The first ever audit revealed that the central bank “loaned” out $16 trillion at a zero percent interest rate to corporations and banks around the world during the height of the financial crisis. To put that number into perspective, the Gross Domestic Product (GDP)—the value of all economic activity within a country— of the United States is only $14.12 trillion. It’s no wonder that the Fed is desperately trying to protect their privileged secrecy.There is much evidence to demonstrate that the Federal Reserve is a major part of the problem, not the solution:
Fed Up with the Fed?
[...] The policies of this administration make it risky to lend money, with Washington politicians coming up with one reason after another why borrowers shouldn't have to pay it back when it is due, or perhaps not pay it all back at all. That's called "loan modification" or various other fancy names for welching on debts. Is it surprising that lenders have become reluctant to lend?Sowell goes on to show how history is repeating itself.

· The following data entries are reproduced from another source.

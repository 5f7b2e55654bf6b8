//! Bit-price estimation used by the optimal parser to compare candidate
//! edges without actually running the range coder.
//!
//! Follows the standard LZMA SDK technique: a 128-entry table gives an
//! approximate `-log2(p) * 16` cost for each coarse probability bucket,
//! built once from the bit-model arithmetic itself rather than a
//! floating-point log. Neither the teacher crate nor the rest of the
//! example pack implements an optimal parser, so this table has no
//! direct teacher file to adapt — it is the textbook technique every
//! LZMA encoder (including the `xz`/`7-Zip` reference implementations)
//! uses, rebuilt here in the teacher's module style.

use super::range_coder::{BIT_MODEL_TOTAL, NUM_BIT_MODEL_TOTAL_BITS};

const NUM_MOVE_REDUCING_BITS: u32 = 4;
const NUM_BIT_PRICE_SHIFT_BITS: u32 = 4;
/// Cost, in 1/16-bit units, of encoding one directly-coded bit.
pub const DIRECT_BIT_PRICE: u32 = 1 << NUM_BIT_PRICE_SHIFT_BITS;

const TABLE_SIZE: usize = (BIT_MODEL_TOTAL >> NUM_MOVE_REDUCING_BITS) as usize;

/// A precomputed probability → price lookup table.
pub struct PriceTable {
    prices: [u16; TABLE_SIZE],
}

impl PriceTable {
    pub fn new() -> Self {
        let mut prices = [0u16; TABLE_SIZE];
        for (i, slot) in prices.iter_mut().enumerate() {
            let mut w = ((i as u32) << NUM_MOVE_REDUCING_BITS) + (1 << (NUM_MOVE_REDUCING_BITS - 1));
            let mut bit_count = 0u32;
            for _ in 0..NUM_BIT_PRICE_SHIFT_BITS {
                w = w.wrapping_mul(w);
                bit_count <<= 1;
                while w >= 1 << 16 {
                    w >>= 1;
                    bit_count += 1;
                }
            }
            *slot = ((NUM_BIT_MODEL_TOTAL_BITS << NUM_BIT_PRICE_SHIFT_BITS) - 15 - bit_count) as u16;
        }
        Self { prices }
    }

    /// Cost of encoding `bit` against adaptive probability `prob`.
    pub fn price(&self, prob: u16, bit: bool) -> u32 {
        let p = prob as u32;
        let index = if bit { BIT_MODEL_TOTAL - p } else { p } >> NUM_MOVE_REDUCING_BITS;
        self.prices[index as usize] as u32
    }

    /// Cost of encoding `symbol` through an MSB-first bit tree.
    pub fn bit_tree_price(&self, probs: &[u16], num_bits: u32, symbol: u32) -> u32 {
        let mut price = 0u32;
        let mut m = 1u32;
        for i in (0..num_bits).rev() {
            let bit = (symbol >> i) & 1;
            price += self.price(probs[m as usize], bit != 0);
            m = (m << 1) | bit;
        }
        price
    }

    /// Cost of encoding `symbol` through an LSB-first (reverse) bit tree.
    pub fn bit_tree_reverse_price(&self, probs: &[u16], num_bits: u32, symbol: u32) -> u32 {
        let mut price = 0u32;
        let mut m = 1u32;
        for i in 0..num_bits {
            let bit = (symbol >> i) & 1;
            price += self.price(probs[m as usize], bit != 0);
            m = (m << 1) | bit;
        }
        price
    }
}

impl Default for PriceTable {
    fn default() -> Self {
        Self::new()
    }
}

#[cfg(test)]
mod tests {
    use super::*;
    use super::super::range_coder::INITIAL_PROB;

    #[test]
    fn fifty_percent_probability_prices_both_outcomes_equally() {
        let table = PriceTable::new();
        assert_eq!(table.price(INITIAL_PROB, true), table.price(INITIAL_PROB, false));
    }

    #[test]
    fn a_near_certain_outcome_is_cheap_and_its_opposite_is_expensive() {
        let table = PriceTable::new();
        let high_prob = (BIT_MODEL_TOTAL - 32) as u16;
        assert!(table.price(high_prob, false) < table.price(high_prob, true));
    }

    #[test]
    fn bit_tree_price_is_nonzero_for_any_symbol() {
        let table = PriceTable::new();
        let probs = [INITIAL_PROB; 8];
        assert!(table.bit_tree_price(&probs, 3, 5) > 0);
    }

    #[test]
    fn prices_are_monotone_decreasing_as_probability_of_the_bit_rises() {
        let table = PriceTable::new();
        let low = table.price(200, false);
        let mid = table.price(1024, false);
        let high = table.price(1900, false);
        assert!(low > mid);
        assert!(mid > high);
    }
}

Private businesses have amassed record amounts of cash, which they could use to hire more people— if this administration were not generating vast amounts of uncertainty about what the costs are going to be for ObamaCare, among other unpredictable employer costs, from a government heedless or hostile toward business.
As a result, it is often cheaper or less risky for employers to work the existing employees overtime, or to hire temporary workers, who are not eligible for employee benefits. But lack of money is not the problem.
Those who are true believers in the old-time Keynesian economic religion will always say that the only reason creating more money hasn't worked is because there has not yet been enough money created. To them, if QE2 hasn't worked, then we need QE3. And if that doesn't work, then we will need QE4, etc.
Like most of the mistakes being made in Washington today, this dogmatic faith in government spending is something that has been tried before— and failed before. [...]
Owning a business is similar in some ways, to raising a child. You have to anticipate all of it's needs in advance, and provide for them. When the economic climate is uncertain, you have to maintain cash reserves to plan to deal with the unexpected, to insure that your business will continue to survive. The current Administration seems to have no clue about this, just as it has failed to learn the lessons of history.
Germany in the 1920's learned a very hard lesson about Quantitative Easing, as the article at the following link demonstrates, with pictures of the actual currency in the final months. Absolutely horrific:
Quantitative Easing, Weimar Edition
Would it not be better to learn from the mistakes of those who have gone before us, instead of repeating those mistakes ourselves?